My mom always told me I should’ve been a lawyer. And while I never really considered a career in law, it really isn’t such a bad idea, what with my love of sharks, suit-and-tie apparel, judges, juries, executioners and the like.
Oh, and John Grisham novels, of course.
Sorry, just a feeble attempt on my part at lawyerly humor ... which failed miserably, I’m sure.
Unfortunately for the legal system as a whole, the only careers I’ve ever seriously contemplated involved dinosaurs (hey, I was just a kid), guitars (mmm ... yeah) or writing (and here I am).
Regardless – and considering I now spend a good portion of my time as an Evening Sun reporter in the courtroom – I must admit a more than casual interest in all things related to the law, including Governor Cuomo’s approval of legislation expanding upon DNA-eligible crimes and the collection of DNA samples in relation to such crimes.
This, according to a news brief that came across my desk (err ... e-mail) just yesterday, which states, “Currently, state law only permits DNA samples to be collected from less than half – 48 percent – of the offenders convicted of a Penal Law crime. Under the governor’s proposal, DNA-eligible crimes would be expanded to include all misdemeanors under the Penal Law (instead of only 36) and all felonies under other state law.”
Before I go any further with this, I must – ethically and morally – come clean. I do not, as of yet, have all the details on this developing story. For that, I’m afraid, you’ll have to wait for the actual news story (to be found in a forthcoming edition of The Evening Sun).
However, I simply couldn’t, in good conscience, pass up an opportunity to point out the fact that there are a number of misdemeanor crimes which – in all seriousness – do not require their perpetrators submit a DNA sample.
Such as fortune telling. And no, despite my penchant for the occasional jest (see above), I’m not kidding here ... fortune telling ... a crime that is – in reality – just the tip of the iceberg when it comes to each and every misdemeanor crime listed under NYS Penal Law.
Others, you ask? How about attempting to commit a class E felony (so don’t even think about it); possession of burglar’s tools (lose the credit card, baseball bat and/or ski mask); jostling (don’t bump into me in a crowded room); fraudulent accosting (“Hey, Julian, is that you? No? Uh-oh, I’m in trouble”); third degree criminal possession of a forged instrument (throw down the sword); prostitution in a school zone (as opposed to prostitution in general) and, of course, second degree unpermitted use of indoor pyrotechnics (because I’m sure most people actually have an up to date permit for their nightly indoor fireworks show).

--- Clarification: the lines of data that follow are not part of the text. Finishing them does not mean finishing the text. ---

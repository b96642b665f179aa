//! `PromptTemplate` — the stored entity, its placeholder invariant, and rendering.

use crate::error::TemplateError;
use layer0::id::{TemplateId, UserId};
use serde::{Deserialize, Serialize};
use std::collections::HashMap;

/// What a template is used for.
#[derive(Debug, Clone, Copy, PartialEq, Eq, Serialize, Deserialize)]
#[serde(rename_all = "SCREAMING_SNAKE_CASE")]
pub enum TemplateType {
    /// The main retrieval-augmented answer prompt.
    RagQuery,
    /// Generating follow-up or clarifying questions.
    QuestionGeneration,
    /// Scoring/reordering candidate passages.
    Reranking,
    /// Drafting podcast-style narration from an answer.
    PodcastGeneration,
    /// Classifying a question's reasoning complexity for the CoT engine.
    Classification,
    /// Decomposing a question into ordered sub-questions for the CoT engine.
    Decomposition,
}

/// The declared type of a template variable, used to validate values
/// passed at render time.
#[derive(Debug, Clone, Copy, PartialEq, Eq, Serialize, Deserialize)]
#[serde(rename_all = "snake_case")]
pub enum VariableType {
    /// A string value.
    Text,
    /// A numeric value.
    Number,
    /// A boolean value.
    Boolean,
    /// A list of values.
    List,
}

/// Validation rule for one declared variable.
#[derive(Debug, Clone, Serialize, Deserialize)]
pub struct VariableSchema {
    /// The expected value type.
    pub var_type: VariableType,
    /// Minimum string length, if `var_type` is [`VariableType::Text`].
    pub min_length: Option<usize>,
}

impl VariableSchema {
    /// A text variable with no minimum length.
    pub fn text() -> Self {
        Self {
            var_type: VariableType::Text,
            min_length: None,
        }
    }

    /// A text variable requiring at least `min_length` characters.
    pub fn text_min_length(min_length: usize) -> Self {
        Self {
            var_type: VariableType::Text,
            min_length: Some(min_length),
        }
    }

    fn validate(&self, name: &str, value: &serde_json::Value) -> Result<(), TemplateError> {
        let type_ok = match self.var_type {
            VariableType::Text => value.is_string(),
            VariableType::Number => value.is_number(),
            VariableType::Boolean => value.is_boolean(),
            VariableType::List => value.is_array(),
        };
        if !type_ok {
            return Err(TemplateError::SchemaViolation {
                name: name.to_owned(),
                reason: format!("expected {:?}", self.var_type),
            });
        }

        if let (VariableType::Text, Some(min_length)) = (self.var_type, self.min_length) {
            let len = value.as_str().map(str::len).unwrap_or(0);
            if len < min_length {
                return Err(TemplateError::SchemaViolation {
                    name: name.to_owned(),
                    reason: format!("shorter than minimum length {min_length}"),
                });
            }
        }

        Ok(())
    }
}

/// A stored prompt template.
///
/// Invariant (enforced at construction): every `{placeholder}` in
/// `template_format` has a matching entry in `input_variables`.
#[derive(Debug, Clone, Serialize, Deserialize)]
pub struct PromptTemplate {
    /// Unique id.
    pub id: TemplateId,
    /// Owning user.
    pub owner: UserId,
    /// Unique (name, owner) pair.
    pub name: String,
    /// What this template is used for.
    pub template_type: TemplateType,
    /// Optional system prompt, prepended before the rendered body.
    pub system_prompt: Option<String>,
    /// The template body, containing `{var}` placeholders.
    pub template_format: String,
    /// Declared variables: name -> human-readable description.
    pub input_variables: HashMap<String, String>,
    /// Optional few-shot examples.
    pub examples: Option<Vec<String>>,
    /// Optional cap on rendered-prompt context length (tokens).
    pub max_context_length: Option<usize>,
    /// Optional stop sequences to pass to the provider.
    pub stop_sequences: Option<Vec<String>>,
    /// Per-variable validation rules.
    pub validation_schema: HashMap<String, VariableSchema>,
    /// Whether this is the owner's default template of its type.
    pub is_default: bool,
}

/// The result of rendering a template: the final prompt text and the
/// character length each substituted variable contributed (used by
/// token accounting).
#[derive(Debug, Clone, PartialEq)]
pub struct RenderedPrompt {
    /// The rendered prompt, with `system_prompt` prepended if present.
    pub prompt: String,
    /// Character length of each substituted variable's value, keyed by
    /// variable name.
    pub substituted_lengths: HashMap<String, usize>,
}

pub(crate) fn extract_placeholders(template_format: &str) -> Vec<String> {
    let mut placeholders = Vec::new();
    let mut rest = template_format;
    while let Some(open) = rest.find('{') {
        let after_open = &rest[open + 1..];
        let Some(close) = after_open.find('}') else {
            break;
        };
        let name = &after_open[..close];
        if !name.is_empty() && !name.contains(char::is_whitespace) {
            placeholders.push(name.to_owned());
        }
        rest = &after_open[close + 1..];
    }
    placeholders
}

impl PromptTemplate {
    /// Construct a template, validating the placeholder/`input_variables`
    /// invariant. Fails with [`TemplateError::UndeclaredPlaceholder`] if
    /// any `{var}` in `template_format` is missing from `input_variables`.
    #[allow(clippy::too_many_arguments)]
    pub fn new(
        id: TemplateId,
        owner: UserId,
        name: impl Into<String>,
        template_type: TemplateType,
        template_format: impl Into<String>,
        input_variables: HashMap<String, String>,
    ) -> Result<Self, TemplateError> {
        let template_format = template_format.into();
        for placeholder in extract_placeholders(&template_format) {
            if !input_variables.contains_key(&placeholder) {
                return Err(TemplateError::UndeclaredPlaceholder(placeholder));
            }
        }

        Ok(Self {
            id,
            owner,
            name: name.into(),
            template_type,
            system_prompt: None,
            template_format,
            input_variables,
            examples: None,
            max_context_length: None,
            stop_sequences: None,
            validation_schema: HashMap::new(),
            is_default: false,
        })
    }

    /// Render the template with the given variable values.
    ///
    /// Fails with [`TemplateError::MissingVariables`] if any declared
    /// variable has no value, or [`TemplateError::SchemaViolation`] if a
    /// value doesn't satisfy its [`VariableSchema`].
    pub fn render(
        &self,
        variables: &HashMap<String, serde_json::Value>,
    ) -> Result<RenderedPrompt, TemplateError> {
        let placeholders = extract_placeholders(&self.template_format);

        let missing: Vec<String> = placeholders
            .iter()
            .filter(|p| !variables.contains_key(*p))
            .cloned()
            .collect();
        if !missing.is_empty() {
            return Err(TemplateError::MissingVariables(missing));
        }

        for (name, value) in variables {
            if let Some(schema) = self.validation_schema.get(name) {
                schema.validate(name, value)?;
            }
        }

        let mut prompt = self.template_format.clone();
        let mut substituted_lengths = HashMap::new();
        for placeholder in &placeholders {
            let value = &variables[placeholder];
            let rendered_value = value_to_text(value);
            substituted_lengths.insert(placeholder.clone(), rendered_value.len());
            prompt = prompt.replace(&format!("{{{placeholder}}}"), &rendered_value);
        }

        if let Some(system_prompt) = &self.system_prompt {
            prompt = format!("{system_prompt}\n\n{prompt}");
        }

        tracing::debug!(
            template_id = %self.id,
            variable_count = placeholders.len(),
            "rendered prompt template"
        );

        Ok(RenderedPrompt {
            prompt,
            substituted_lengths,
        })
    }
}

fn value_to_text(value: &serde_json::Value) -> String {
    match value {
        serde_json::Value::String(s) => s.clone(),
        other => other.to_string(),
    }
}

And those are only the class A misdemeanors I scrounged up online. Fortune telling is – duh – a class B misdemeanor, as is adultery (like that never happens); creating a hazard (damn, forgot to take care of the garbage can – on a windy day – again) and – last but not least – unlawfully refusing to yield a party line.
Because party lines are so prevalent in this day and age, right?
Seriously, though (and now that I’ve had my fun), the state’s DNA Databank legislation (at least the version that’s been in place since 1994) is a remarkable resource for both the prosecution and the defense when it comes to determining one’s guilt or lack thereof. One has to wonder, however, if this expansion of the current legislation is taking things a bit too far.
In other words, what’s next? A DNA sample for those caught jaywalking? Abusing one’s cell phone? Painting your house that hideous shade of burnt umber? Talking too loud in a public restaurant?
I don’t know, but it does seem a bit totalitarian, if you ask me. And I’m reminded of noted American novelist Sinclair Lewis’ notorious statement that, “When fascism comes to America it will be wrapped in the flag and carrying a cross.”
Or maybe Ben Franklin.
“Those willing to trade civil liberties for national security deserve neither.”